### Prompt
Which lines of the listing below contain the word "FixedArray"? Copy each of them.

┌────────

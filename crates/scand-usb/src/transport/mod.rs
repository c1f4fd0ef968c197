//! Transport layer for scanner communication
//!
//! This module provides the bulk-transfer connections the command layer
//! runs on:
//! - libusb adapter through rusb (requires the `usb` feature)
//! - Mock adapter simulating CardScan devices for testing
//!
//! # Example
//!
//! ```ignore
//! use scand_usb::transport::{create_transport, UsbIds};
//! use scand_usb::config::TransportConfig;
//!
//! let transport = create_transport(&TransportConfig::default())?;
//! let names = transport.enumerate(UsbIds::new(0x08f0, 0x0005)).await?;
//! let connection = transport.open(&names[0]).await?;
//! ```

mod adapter;
pub mod error;
pub mod mock;

#[cfg(feature = "usb")]
pub mod usb;

pub use adapter::{DeviceConnection, Transport, UsbIds};
pub use error::TransportError;

use std::sync::Arc;

use crate::config::TransportConfig;

/// Create a transport based on configuration
pub fn create_transport(config: &TransportConfig) -> Result<Arc<dyn Transport>, TransportError> {
    match config {
        #[cfg(feature = "usb")]
        TransportConfig::Usb => Ok(Arc::new(usb::UsbTransport::new())),
        #[cfg(not(feature = "usb"))]
        TransportConfig::Usb => Err(TransportError::Unsupported(
            "USB access requires the 'usb' feature".to_string(),
        )),
        TransportConfig::Mock(cfg) => Ok(Arc::new(mock::MockTransport::new(cfg))),
    }
}

#[cfg(test)]
mod tests {
    use super::*;

    #[tokio::test]
    async fn test_create_mock_transport() {
        let transport = create_transport(&TransportConfig::default()).unwrap();
        let names = transport.enumerate(UsbIds::new(0x08f0, 0x0005)).await.unwrap();
        assert_eq!(names, vec!["mock:001:002".to_string()]);
    }

    #[cfg(not(feature = "usb"))]
    #[test]
    fn test_usb_without_feature_is_unsupported() {
        assert!(matches!(
            create_transport(&TransportConfig::Usb),
            Err(TransportError::Unsupported(_))
        ));
    }
}
//! Cooperative cancellation shared between a session and other tasks

use std::sync::atomic::{AtomicBool, Ordering};
use std::sync::Arc;
use std::time::Duration;

use tokio::sync::Notify;

use crate::error::{ScanError, ScanResult};

#[derive(Debug, Default)]
struct Inner {
    cancelled: AtomicBool,
    notify: Notify,
}

/// Cancellation flag owned by a scan session
///
/// Checked at the head of every acquisition loop; sleeps taken through
/// [`CancelFlag::sleep`] wake up as soon as the flag is raised.
#[derive(Debug, Clone, Default)]
pub struct CancelFlag {
    inner: Arc<Inner>,
}

impl CancelFlag {
    pub fn new() -> Self {
        Self::default()
    }

    pub fn cancel(&self) {
        self.inner.cancelled.store(true, Ordering::SeqCst);
        self.inner.notify.notify_waiters();
    }

    pub fn is_cancelled(&self) -> bool {
        self.inner.cancelled.load(Ordering::SeqCst)
    }

    /// Clear the flag before a new scan
    pub fn reset(&self) {
        self.inner.cancelled.store(false, Ordering::SeqCst);
    }

    /// `Err(Cancelled)` if the flag is raised
    pub fn check(&self) -> ScanResult<()> {
        if self.is_cancelled() {
            Err(ScanError::Cancelled)
        } else {
            Ok(())
        }
    }

    /// Sleep for `duration` unless cancelled first
    pub async fn sleep(&self, duration: Duration) -> ScanResult<()> {
        let notified = self.inner.notify.notified();
        let mut notified = std::pin::pin!(notified);
        notified.as_mut().enable();
        self.check()?;

        tokio::select! {
            _ = notified => Err(ScanError::Cancelled),
            _ = tokio::time::sleep(duration) => self.check(),
        }
    }

    /// A handle other tasks can use to raise this flag
    pub fn handle(&self) -> CancelHandle {
        CancelHandle {
            inner: self.inner.clone(),
        }
    }
}

/// Cloneable handle that raises a session's cancel flag from any task
///
/// The session finishes the transition to `Opened` on its next call.
#[derive(Debug, Clone)]
pub struct CancelHandle {
    inner: Arc<Inner>,
}

impl CancelHandle {
    pub fn cancel(&self) {
        self.inner.cancelled.store(true, Ordering::SeqCst);
        self.inner.notify.notify_waiters();
    }

    pub fn is_cancelled(&self) -> bool {
        self.inner.cancelled.load(Ordering::SeqCst)
    }
}

#[cfg(test)]
mod tests {
    use super::*;
    use std::time::Instant;

    #[tokio::test]
    async fn test_sleep_completes_without_cancel() {
        let flag = CancelFlag::new();
        flag.sleep(Duration::from_millis(5)).await.unwrap();
    }

    #[tokio::test]
    async fn test_handle_interrupts_sleep() {
        let flag = CancelFlag::new();
        let handle = flag.handle();

        let started = Instant::now();
        let waiter = tokio::spawn({
            let flag = flag.clone();
            async move { flag.sleep(Duration::from_secs(30)).await }
        });
        tokio::time::sleep(Duration::from_millis(20)).await;
        handle.cancel();

        let result = waiter.await.unwrap();
        assert!(matches!(result, Err(ScanError::Cancelled)));
        assert!(started.elapsed() < Duration::from_secs(5));
    }

    #[tokio::test]
    async fn test_reset_clears_flag() {
        let flag = CancelFlag::new();
        flag.handle().cancel();
        assert!(flag.check().is_err());
        assert!(flag.sleep(Duration::from_millis(1)).await.is_err());
        flag.reset();
        assert!(flag.check().is_ok());
        assert!(!flag.handle().is_cancelled());
    }
}
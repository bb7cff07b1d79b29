//! Named ABI parameters and their JSON representation.
//!
//! Inputs are JSON objects keyed by parameter name. Integers are accepted as
//! JSON numbers, decimal strings or `0x` hex strings; addresses and bytes as
//! hex strings. Outputs use decimal strings for integers and lowercase `0x` hex
//! for addresses and bytes.
use ethers_core::{
    abi::{Param, ParamType, Token, param_type::Reader},
    types::{H160, I256, U256},
};
use serde_json::{Map, Value};

use crate::GroupError;

pub fn new_parameter(name: &str, kind: &str) -> Result<Param, GroupError> {
    let kind = Reader::read(kind)
        .map_err(|err| GroupError::InvalidParameter(format!("{name} {kind}: {err}")))?;
    Ok(Param {
        name: name.to_string(),
        kind,
        internal_type: None,
    })
}

pub fn new_parameters<'a>(
    params: impl IntoIterator<Item = (&'a str, &'a str)>,
) -> Result<Vec<Param>, GroupError> {
    params
        .into_iter()
        .map(|(name, kind)| new_parameter(name, kind))
        .collect()
}

pub fn param_types(params: &[Param]) -> Vec<ParamType> {
    params.iter().map(|param| param.kind.clone()).collect()
}

/// Pulls one token per parameter out of a JSON object.
pub fn tokenize_inputs(params: &[Param], inputs: &Value) -> Result<Vec<Token>, GroupError> {
    let empty = Map::new();
    let object = match inputs {
        Value::Object(object) => object,
        Value::Null => &empty,
        other => {
            return Err(GroupError::InvalidInput {
                name: "inputs".to_string(),
                reason: format!("expected a JSON object, found {other}"),
            });
        }
    };

    params
        .iter()
        .map(|param| {
            let value = object
                .get(&param.name)
                .ok_or_else(|| GroupError::MissingInput(param.name.clone()))?;
            json_to_token(&param.kind, value).map_err(|reason| GroupError::InvalidInput {
                name: param.name.clone(),
                reason,
            })
        })
        .collect()
}

pub fn json_to_token(kind: &ParamType, value: &Value) -> Result<Token, String> {
    match (kind, value) {
        (ParamType::Address, Value::String(s)) => parse_address(s).map(Token::Address),
        (ParamType::Uint(bits), Value::String(s)) => {
            parse_uint(s).and_then(|value| fit_uint(value, *bits))
        }
        (ParamType::Uint(bits), Value::Number(n)) => n
            .as_u64()
            .ok_or_else(|| format!("{n} is not an unsigned integer"))
            .and_then(|value| fit_uint(U256::from(value), *bits)),
        (ParamType::Int(bits), Value::String(s)) => {
            parse_int(s).and_then(|value| fit_int(value, *bits))
        }
        (ParamType::Int(bits), Value::Number(n)) => n
            .as_i64()
            .ok_or_else(|| format!("{n} is not an integer"))
            .and_then(|value| fit_int(I256::from(value), *bits)),
        (ParamType::Bool, Value::Bool(b)) => Ok(Token::Bool(*b)),
        (ParamType::Bool, Value::String(s)) => match s.as_str() {
            "true" => Ok(Token::Bool(true)),
            "false" => Ok(Token::Bool(false)),
            _ => Err(format!("\"{s}\" is not a bool")),
        },
        (ParamType::String, Value::String(s)) => Ok(Token::String(s.clone())),
        (ParamType::Bytes, Value::String(s)) => parse_hex(s).map(Token::Bytes),
        (ParamType::FixedBytes(len), Value::String(s)) => {
            let bytes = parse_hex(s)?;
            if bytes.len() != *len {
                return Err(format!("expected {len} bytes, found {}", bytes.len()));
            }
            Ok(Token::FixedBytes(bytes))
        }
        (ParamType::Array(inner), Value::Array(items)) => items
            .iter()
            .map(|item| json_to_token(inner, item))
            .collect::<Result<_, _>>()
            .map(Token::Array),
        (ParamType::FixedArray(inner, len), Value::Array(items)) => {
            if items.len() != *len {
                return Err(format!("expected {len} elements, found {}", items.len()));
            }
            items
                .iter()
                .map(|item| json_to_token(inner, item))
                .collect::<Result<_, _>>()
                .map(Token::FixedArray)
        }
        (ParamType::Tuple(kinds), Value::Array(items)) => {
            if items.len() != kinds.len() {
                return Err(format!(
                    "expected {} tuple components, found {}",
                    kinds.len(),
                    items.len()
                ));
            }
            kinds
                .iter()
                .zip(items)
                .map(|(kind, item)| json_to_token(kind, item))
                .collect::<Result<_, _>>()
                .map(Token::Tuple)
        }
        (kind, value) => Err(format!("cannot convert {value} to {kind}")),
    }
}

pub fn token_to_json(token: &Token) -> Value {
    match token {
        Token::Address(address) => Value::String(format!("{address:#x}")),
        Token::FixedBytes(bytes) | Token::Bytes(bytes) => {
            Value::String(format!("0x{}", hex::encode(bytes)))
        }
        Token::Int(raw) => Value::String(I256::from_raw(*raw).to_string()),
        Token::Uint(value) => Value::String(value.to_string()),
        Token::Bool(b) => Value::Bool(*b),
        Token::String(s) => Value::String(s.clone()),
        Token::FixedArray(items) | Token::Array(items) | Token::Tuple(items) => {
            Value::Array(items.iter().map(token_to_json).collect())
        }
    }
}

/// Names decoded outputs after their parameters; unnamed outputs use their index.
pub fn outputs_to_json(params: &[Param], tokens: &[Token]) -> Map<String, Value> {
    params
        .iter()
        .zip(tokens)
        .enumerate()
        .map(|(index, (param, token))| {
            let name = if param.name.is_empty() {
                index.to_string()
            } else {
                param.name.clone()
            };
            (name, token_to_json(token))
        })
        .collect()
}

fn parse_address(s: &str) -> Result<H160, String> {
    s.trim()
        .parse::<H160>()
        .map_err(|err| format!("\"{s}\" is not an address: {err}"))
}

fn parse_uint(s: &str) -> Result<U256, String> {
    let s = s.trim();
    let parsed = match s.strip_prefix("0x") {
        Some(hex) => U256::from_str_radix(hex, 16).ok(),
        None => U256::from_dec_str(s).ok(),
    };
    parsed.ok_or_else(|| format!("\"{s}\" is not an unsigned integer"))
}

fn parse_int(s: &str) -> Result<I256, String> {
    s.trim()
        .parse::<I256>()
        .map_err(|err| format!("\"{s}\" is not an integer: {err}"))
}

fn fit_uint(value: U256, bits: usize) -> Result<Token, String> {
    if bits < 256 && value.bits() > bits {
        return Err(format!("{value} does not fit in uint{bits}"));
    }
    Ok(Token::Uint(value))
}

/// Accepts `-2^(bits-1) <= value < 2^(bits-1)`.
fn fit_int(value: I256, bits: usize) -> Result<Token, String> {
    if (1..256).contains(&bits) {
        let bound = I256::from_raw(U256::one() << (bits - 1));
        if value >= bound || value < -bound {
            return Err(format!("{value} does not fit in int{bits}"));
        }
    }
    Ok(Token::Int(value.into_raw()))
}

fn parse_hex(s: &str) -> Result<Vec<u8>, String> {
    let trimmed = s.trim();
    hex::decode(trimmed.strip_prefix("0x").unwrap_or(trimmed))
        .map_err(|err| format!("\"{s}\" is not hex: {err}"))
}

└────────

### Task result
        (ParamType::FixedArray(inner, len), Value::Array(items)) => {
                .map(Token::FixedArray)
        Token::FixedArray(items) | Token::Array(items) | Token::Tuple(items) => {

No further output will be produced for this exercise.